[Start of Attachment]

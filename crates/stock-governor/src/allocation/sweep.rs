use chrono::{DateTime, Utc};
use serde::{Deserialize, Serialize};
use std::time::Instant;
use tracing::{debug, info, warn};

use super::allocator::{AllocationConfig, AllocationResult, Allocator};
use super::dataset::Dataset;
use super::fairness::round6;
use super::grid::ConfigGrid;
use super::metrics::RunMetrics;

/// Scores the metrics of a single run. Higher is better.
pub trait Objective {
    fn score(&self, metrics: &RunMetrics) -> f64;
}

impl<F> Objective for F
where
    F: Fn(&RunMetrics) -> f64,
{
    fn score(&self, metrics: &RunMetrics) -> f64 {
        self(metrics)
    }
}

#[derive(Debug, Clone, Copy, PartialEq, Eq, Serialize, Deserialize)]
#[serde(rename_all = "snake_case")]
pub enum RunStatus {
    Ok,
    Failed,
}

/// Outcome of one grid point. Failed runs keep their canonical position,
/// carry the allocator error and zeroed metrics.
#[derive(Debug, Clone, PartialEq, Serialize)]
pub struct RunRecord {
    pub index: usize,
    pub params: AllocationConfig,
    pub status: RunStatus,
    #[serde(skip_serializing_if = "Option::is_none")]
    pub error: Option<String>,
    pub metrics: RunMetrics,
    pub score: f64,
    pub duration_ms: f64,
    #[serde(skip_serializing_if = "Option::is_none")]
    pub allocation: Option<AllocationResult>,
}

impl RunRecord {
    pub fn is_ok(&self) -> bool {
        self.status == RunStatus::Ok
    }

    /// Copy without the allocation payload, for listings.
    pub fn without_allocation(&self) -> Self {
        Self {
            allocation: None,
            ..self.clone()
        }
    }
}

#[derive(Debug, Clone, Copy, PartialEq, Serialize)]
pub struct FairnessMark {
    pub index: usize,
    pub fairness_outlet: f64,
}

#[derive(Debug, Clone, PartialEq, Serialize)]
pub struct SweepSummary {
    pub runs: usize,
    pub completed_runs: usize,
    pub failed_runs: usize,
    pub avg_fairness_outlet: f64,
    pub avg_fairness_product: f64,
    pub max_fairness: Option<FairnessMark>,
    pub min_fairness: Option<FairnessMark>,
}

impl SweepSummary {
    pub(crate) fn from_runs(runs: &[RunRecord]) -> Self {
        let completed: Vec<&RunRecord> = runs.iter().filter(|run| run.is_ok()).collect();
        let average = |pick: fn(&RunMetrics) -> f64| {
            if completed.is_empty() {
                0.0
            } else {
                round6(
                    completed.iter().map(|run| pick(&run.metrics)).sum::<f64>()
                        / completed.len() as f64,
                )
            }
        };

        let mut max_fairness: Option<FairnessMark> = None;
        let mut min_fairness: Option<FairnessMark> = None;
        for run in &completed {
            let mark = FairnessMark {
                index: run.index,
                fairness_outlet: run.metrics.fairness_outlet,
            };
            if max_fairness.map_or(true, |best| mark.fairness_outlet > best.fairness_outlet) {
                max_fairness = Some(mark);
            }
            if min_fairness.map_or(true, |worst| mark.fairness_outlet < worst.fairness_outlet) {
                min_fairness = Some(mark);
            }
        }

        Self {
            runs: runs.len(),
            completed_runs: completed.len(),
            failed_runs: runs.len() - completed.len(),
            avg_fairness_outlet: average(|metrics| metrics.fairness_outlet),
            avg_fairness_product: average(|metrics| metrics.fairness_product_avg),
            max_fairness,
            min_fairness,
        }
    }
}

#[derive(Debug, Clone, PartialEq, Serialize)]
pub struct SweepReport {
    pub runs: Vec<RunRecord>,
    pub summary: SweepSummary,
    pub generated_at: DateTime<Utc>,
}

/// Runs the allocator once per grid point, in canonical order, up to a cap.
#[derive(Debug, Clone, Copy, PartialEq, Eq)]
pub struct SweepEngine {
    max_runs: usize,
}

impl SweepEngine {
    /// `max_runs == 0` evaluates the whole grid.
    pub fn new(max_runs: usize) -> Self {
        Self { max_runs }
    }

    pub fn max_runs(&self) -> usize {
        self.max_runs
    }

    pub fn planned_runs(&self, grid: &ConfigGrid) -> usize {
        if self.max_runs == 0 {
            grid.len()
        } else {
            grid.len().min(self.max_runs)
        }
    }

    pub fn sweep<A, O>(
        &self,
        dataset: &Dataset,
        grid: &ConfigGrid,
        objective: &O,
        allocator: &A,
    ) -> SweepReport
    where
        A: Allocator + ?Sized,
        O: Objective + ?Sized,
    {
        let planned = self.planned_runs(grid);
        let runs: Vec<RunRecord> = grid
            .iter()
            .take(planned)
            .enumerate()
            .map(|(index, params)| run_point(index, params, dataset, objective, allocator))
            .collect();

        let summary = SweepSummary::from_runs(&runs);
        info!(
            event = "allocation.sweep.summary",
            runs = summary.runs,
            failed_runs = summary.failed_runs,
            grid_points = grid.len(),
            avg_fairness_outlet = summary.avg_fairness_outlet,
            avg_fairness_product = summary.avg_fairness_product,
            "allocation sweep finished"
        );

        SweepReport {
            runs,
            summary,
            generated_at: Utc::now(),
        }
    }
}

fn run_point<A, O>(
    index: usize,
    params: AllocationConfig,
    dataset: &Dataset,
    objective: &O,
    allocator: &A,
) -> RunRecord
where
    A: Allocator + ?Sized,
    O: Objective + ?Sized,
{
    let started = Instant::now();
    let outcome = allocator.allocate(&params, dataset.products.clone());
    let duration_ms = started.elapsed().as_secs_f64() * 1000.0;

    match outcome {
        Ok(allocation) => {
            let metrics = RunMetrics::from_result(&allocation);
            let score = objective.score(&metrics);
            let score = if score.is_finite() { score } else { 0.0 };
            debug!(
                index,
                lines = metrics.lines,
                units = metrics.units,
                fairness_outlet = metrics.fairness_outlet,
                score,
                "sweep run completed"
            );
            RunRecord {
                index,
                params,
                status: RunStatus::Ok,
                error: None,
                metrics,
                score,
                duration_ms,
                allocation: Some(allocation),
            }
        }
        Err(err) => {
            warn!(
                event = "allocation.sweep.run_failed",
                index,
                error = %err,
                "allocator failed for grid point"
            );
            RunRecord {
                index,
                params,
                status: RunStatus::Failed,
                error: Some(err.to_string()),
                metrics: RunMetrics::default(),
                score: 0.0,
                duration_ms,
                allocation: None,
            }
        }
    }
}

[End of Attachment]

_Exercise details_
Retype the first line of the entries and every line after it, please, through the line that contains "pub struct FairnessMark". Add nothing.

_Response_
filename crates/stock-governor/src/allocation/sweep.rs
use chrono::{DateTime, Utc};
use serde::{Deserialize, Serialize};
use std::time::Instant;
use tracing::{debug, info, warn};

use super::allocator::{AllocationConfig, AllocationResult, Allocator};
use super::dataset::Dataset;
use super::fairness::round6;
use super::grid::ConfigGrid;
use super::metrics::RunMetrics;

/// Scores the metrics of a single run. Higher is better.
pub trait Objective {
    fn score(&self, metrics: &RunMetrics) -> f64;
}

impl<F> Objective for F
where
    F: Fn(&RunMetrics) -> f64,
{
    fn score(&self, metrics: &RunMetrics) -> f64 {
        self(metrics)
    }
}

#[derive(Debug, Clone, Copy, PartialEq, Eq, Serialize, Deserialize)]
#[serde(rename_all = "snake_case")]
pub enum RunStatus {
    Ok,
    Failed,
}

/// Outcome of one grid point. Failed runs keep their canonical position,
/// carry the allocator error and zeroed metrics.
#[derive(Debug, Clone, PartialEq, Serialize)]
pub struct RunRecord {
    pub index: usize,
    pub params: AllocationConfig,
    pub status: RunStatus,
    #[serde(skip_serializing_if = "Option::is_none")]
    pub error: Option<String>,
    pub metrics: RunMetrics,
    pub score: f64,
    pub duration_ms: f64,
    #[serde(skip_serializing_if = "Option::is_none")]
    pub allocation: Option<AllocationResult>,
}

impl RunRecord {
    pub fn is_ok(&self) -> bool {
        self.status == RunStatus::Ok
    }

    /// Copy without the allocation payload, for listings.
    pub fn without_allocation(&self) -> Self {
        Self {
            allocation: None,
            ..self.clone()
        }
    }
}

#[derive(Debug, Clone, Copy, PartialEq, Serialize)]
pub struct FairnessMark {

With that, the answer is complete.